Information provided
┄┄┄┄┄┄
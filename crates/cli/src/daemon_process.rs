// SPDX-License-Identifier: BUSL-1.1
// Copyright (c) 2026 Alfred Jean LLC

//! Spawning and probing a local `fleetd` process, for `agent start
//! --daemon` and `agent install`. Mirrors the teacher daemon launcher's
//! binary-discovery convention: prefer a sibling of the running
//! `fleetctl` binary, fall back to `$PATH`.

use std::path::PathBuf;
use std::process::{Command, Stdio};
use std::time::{Duration, Instant};

use fleet_storage::PidFile;

/// Spawn `fleetd` detached, with the given agent name and master
/// address passed through its `FLEETD_*` environment variables (§6.4).
pub fn spawn_fleetd(
    name: &str,
    master_address: &str,
    listen_address: &str,
) -> std::io::Result<std::process::Child> {
    Command::new(find_fleetd_binary())
        .env("FLEETD_NAME", name)
        .env("FLEETD_MASTER_ADDRESS", master_address)
        .env("FLEETD_LISTEN_ADDRESS", listen_address)
        .stdin(Stdio::null())
        .stdout(Stdio::null())
        .stderr(Stdio::null())
        .spawn()
}

/// Locate the `fleetd` binary: a sibling of the currently running
/// `fleetctl` executable first, then `$PATH`.
fn find_fleetd_binary() -> PathBuf {
    if let Ok(exe) = std::env::current_exe() {
        if let Some(dir) = exe.parent() {
            let sibling = dir.join("fleetd");
            if sibling.exists() {
                return sibling;
            }
        }
    }
    PathBuf::from("fleetd")
}

/// Wait until the named agent's pid file disappears or `timeout` elapses.
pub async fn wait_for_exit(name: &str, timeout: Duration) -> bool {
    let path = PidFile::path_for(name);
    let start = Instant::now();
    while start.elapsed() < timeout {
        if PidFile::read_pid(&path).is_none() {
            return true;
        }
        tokio::time::sleep(Duration::from_millis(100)).await;
    }
    false
}

/// Read the pid of a locally running agent named `name`, if any.
pub fn read_agent_pid(name: &str) -> Option<u32> {
    PidFile::read_pid(&PidFile::path_for(name))
}

/// Send `SIGTERM` to a locally running agent process.
pub fn terminate(pid: u32) -> bool {
    Command::new("kill")
        .args(["-15", &pid.to_string()])
        .stdin(Stdio::null())
        .stdout(Stdio::null())
        .stderr(Stdio::null())
        .status()
        .map(|s| s.success())
        .unwrap_or(false)
}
┄┄┄┄┄┄
Exercise details
Go through the entries and report every line with the string "PidFile".

Solution to this exercise
use fleet_storage::PidFile;
    let path = PidFile::path_for(name);
        if PidFile::read_pid(&path).is_none() {
    PidFile::read_pid(&PidFile::path_for(name))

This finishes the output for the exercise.